Entre les épicuriens et les empiriques, il y avait pourtant des différences. Pour les épicuriens, l’anticipation[2] se fait toute seule, naturellement. Pour les empiriques, il faut répéter fréquemment la même observation : l’attention et la réflexion sont nécessaires. Mais surtout l’épicurien se flatte par ce moyen d’atteindre au delà des phénomènes les réalités ou les causes ; l’empirique, au contraire, borne la connaissance aux phénomènes et, plus hardi dans la négation que les sceptiques, déclare les causes incompréhensibles.

Il n’est pas possible qu’Épicure ait emprunté sa méthode aux empiriques, puisque son livre fut écrit vers la fin du IVe siècle et que l’école empirique ne fut ouverte que vers 280-250. On pourrait supposer que les empiriques ont fait des emprunts aux épicuriens, s’il n’était bien plus naturel de croire que les uns et les autres ont puisé à une source commune.

Nous voyons, en effet, qu’avant Glaucias, Nausiphanes[3], qui fut le maître d’Épicure, avait écrit un livre intitulé le Trépied. C’est vraisemblablement de ce livre que s’inspirèrent et Épicure et Glaucias.

Est-il possible de remonter encore plus haut ? Suivant une conjecture ingénieuse et plausible de Philippson[4], Aristote serait le maître dont se serait inspiré Nausiphanes.
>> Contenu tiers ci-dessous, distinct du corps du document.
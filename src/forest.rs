/// Identifier-keyed disjoint-set forest
///
/// Identifiers are interned into dense slots in registration order and the
/// parent/size bookkeeping lives in a slot-indexed `UnionFind`. Every
/// registered identifier owns exactly one slot; unregistered identifiers are
/// rejected instead of being treated as new singletons.
use indexmap::IndexSet;
use log::trace;

use crate::error::{MergeError, Result};
use crate::union_find::UnionFind;

#[derive(Debug, Clone, Default)]
pub struct IdentifierForest {
    identifiers: IndexSet<String>,
    sets: UnionFind,
}

impl IdentifierForest {
    pub fn new() -> Self {
        IdentifierForest {
            identifiers: IndexSet::new(),
            sets: UnionFind::new(0),
        }
    }

    /// Register an identifier as a singleton set.
    ///
    /// Returns the slot and whether the identifier was new. Registering an
    /// existing identifier leaves its set untouched.
    pub fn insert(&mut self, identifier: &str) -> (usize, bool) {
        if let Some(slot) = self.identifiers.get_index_of(identifier) {
            return (slot, false);
        }
        let (slot, _) = self.identifiers.insert_full(identifier.to_string());
        let pushed = self.sets.push();
        debug_assert_eq!(slot, pushed);
        (slot, true)
    }

    pub fn len(&self) -> usize {
        self.identifiers.len()
    }

    /// Slot of a registered identifier
    pub fn slot(&self, identifier: &str) -> Result<usize> {
        self.identifiers
            .get_index_of(identifier)
            .ok_or_else(|| MergeError::not_found(identifier))
    }

    /// Identifier stored in a slot
    pub fn identifier(&self, slot: usize) -> Option<&str> {
        self.identifiers.get_index(slot).map(|s| s.as_str())
    }

    /// Representative of the identifier's set
    pub fn find(&mut self, identifier: &str) -> Result<&str> {
        let slot = self.slot(identifier)?;
        let root = self.sets.find(slot);
        Ok(self.identifiers[root].as_str())
    }

    /// Merge the sets of `a` and `b`; on equal sizes `b`'s root absorbs `a`'s tree.
    ///
    /// Returns false when both were already in one set.
    pub fn union(&mut self, a: &str, b: &str) -> Result<bool> {
        let slot_a = self.slot(a)?;
        let slot_b = self.slot(b)?;
        let merged = self.sets.union(slot_a, slot_b);
        if merged {
            trace!("union {a} <-> {b}");
        }
        Ok(merged)
    }

    pub fn connected(&mut self, a: &str, b: &str) -> Result<bool> {
        let slot_a = self.slot(a)?;
        let slot_b = self.slot(b)?;
        Ok(self.sets.connected(slot_a, slot_b))
    }

    pub fn set_size(&mut self, identifier: &str) -> Result<usize> {
        let slot = self.slot(identifier)?;
        Ok(self.sets.set_size(slot))
    }

    /// Slot groups, one per set, ordered by first registered member
    pub fn groups(&mut self) -> Vec<Vec<usize>> {
        self.sets.get_sets()
    }
}

#[cfg(test)]
mod tests {
    use super::*;

    fn forest(ids: &[&str]) -> IdentifierForest {
        let mut forest = IdentifierForest::new();
        for id in ids {
            forest.insert(id);
        }
        forest
    }

    #[test]
    fn test_insert_is_stable() {
        let mut forest = forest(&["a", "b"]);
        assert_eq!(forest.insert("a"), (0, false));
        assert_eq!(forest.insert("c"), (2, true));
        assert_eq!(forest.len(), 3);
        assert_eq!(forest.identifier(2), Some("c"));
        assert_eq!(forest.identifier(0), Some("a"));
        assert_eq!(forest.identifier(3), None);
    }

    #[test]
    fn test_find_unknown_identifier() {
        let mut forest = forest(&["a"]);
        let err = forest.find("zzz").unwrap_err();
        assert!(matches!(err, MergeError::NotFound { ref identifier } if identifier == "zzz"));
        // Lookup must not register it
        assert!(forest.slot("zzz").is_err());
        assert_eq!(forest.len(), 1);
        assert!(forest.union("a", "zzz").is_err());
    }

    #[test]
    fn test_union_tie_goes_to_second_root() {
        let mut forest = forest(&["a", "b", "c"]);
        assert!(forest.union("a", "b").unwrap());
        assert_eq!(forest.find("a").unwrap(), "b");
        // {a, b} is larger than {c}, so c joins b's root
        assert!(forest.union("b", "c").unwrap());
        assert_eq!(forest.find("c").unwrap(), "b");
        assert_eq!(forest.set_size("a").unwrap(), 3);
        assert!(!forest.union("c", "a").unwrap());
    }

    #[test]
    fn test_groups() {
        let mut forest = forest(&["a", "b", "c", "d"]);
        forest.union("d", "b").unwrap();
        assert!(forest.connected("b", "d").unwrap());
        assert!(!forest.connected("a", "d").unwrap());
        assert_eq!(forest.groups(), vec![vec![0], vec![1, 3], vec![2]]);
    }
}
On trouve, en effet, chez le Stagyrite[5], la description des procédés employés plus tard par les épicuriens et les empiriques, et ils sont présentés en des termes presque identiques. Pour Aristote, comme pour les empiriques, la science commence par la sensation (αἴσθησις), continue par la mémoire (μνήμη πολλάκις τοῦ αὐτοῦ

  1. Philippson, 41.
  2. Cic., Nat. Deor., I, xvii, 65.
  3. Diog., X, 14.
  4. Op. cit., p. 51.
  5. Analyt. poster., in fine.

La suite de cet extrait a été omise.